ASSIGNMENT:
Could every line of the data be printed exactly as it reads?
***** SOURCE INFORMATION
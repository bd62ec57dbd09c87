use anyhow::{Context, Result, anyhow};
use std::fs::OpenOptions;
use std::path::Path;
use std::sync::Mutex;
use tracing_subscriber::EnvFilter;

fn env_filter(default_level: &str) -> EnvFilter {
    EnvFilter::try_from_default_env().unwrap_or_else(|_| EnvFilter::new(default_level))
}

/// Plain subcommands log warnings to stderr, keeping stdout for their output.
pub fn init_stderr() -> Result<()> {
    tracing_subscriber::fmt()
        .with_env_filter(env_filter("warn"))
        .with_writer(std::io::stderr)
        .with_target(false)
        .try_init()
        .map_err(|e| anyhow!("failed to install log subscriber: {e}"))
}

/// The TUI owns the terminal, so its log goes to a file in the data directory.
pub fn init_file(path: &Path) -> Result<()> {
    if let Some(parent) = path.parent() {
        std::fs::create_dir_all(parent)
            .with_context(|| format!("failed to create dir {}", parent.display()))?;
    }
    let file = OpenOptions::new()
        .create(true)
        .append(true)
        .open(path)
        .with_context(|| format!("failed to open log file {}", path.display()))?;
    tracing_subscriber::fmt()
        .with_env_filter(env_filter("info"))
        .with_writer(Mutex::new(file))
        .with_ansi(false)
        .try_init()
        .map_err(|e| anyhow!("failed to install log subscriber: {e}"))
}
**********
RESPONSE TO THE EXERCISE:
repository bd62ec57dbd09c87
use anyhow::{Context, Result, anyhow};
use std::fs::OpenOptions;
use std::path::Path;
use std::sync::Mutex;
use tracing_subscriber::EnvFilter;

fn env_filter(default_level: &str) -> EnvFilter {
    EnvFilter::try_from_default_env().unwrap_or_else(|_| EnvFilter::new(default_level))
}

/// Plain subcommands log warnings to stderr, keeping stdout for their output.
pub fn init_stderr() -> Result<()> {
    tracing_subscriber::fmt()
        .with_env_filter(env_filter("warn"))
        .with_writer(std::io::stderr)
        .with_target(false)
        .try_init()
        .map_err(|e| anyhow!("failed to install log subscriber: {e}"))
}

/// The TUI owns the terminal, so its log goes to a file in the data directory.
pub fn init_file(path: &Path) -> Result<()> {
    if let Some(parent) = path.parent() {
        std::fs::create_dir_all(parent)
            .with_context(|| format!("failed to create dir {}", parent.display()))?;
    }
    let file = OpenOptions::new()
        .create(true)
        .append(true)
        .open(path)
        .with_context(|| format!("failed to open log file {}", path.display()))?;
    tracing_subscriber::fmt()
        .with_env_filter(env_filter("info"))
        .with_writer(Mutex::new(file))
        .with_ansi(false)
        .try_init()
        .map_err(|e| anyhow!("failed to install log subscriber: {e}"))
}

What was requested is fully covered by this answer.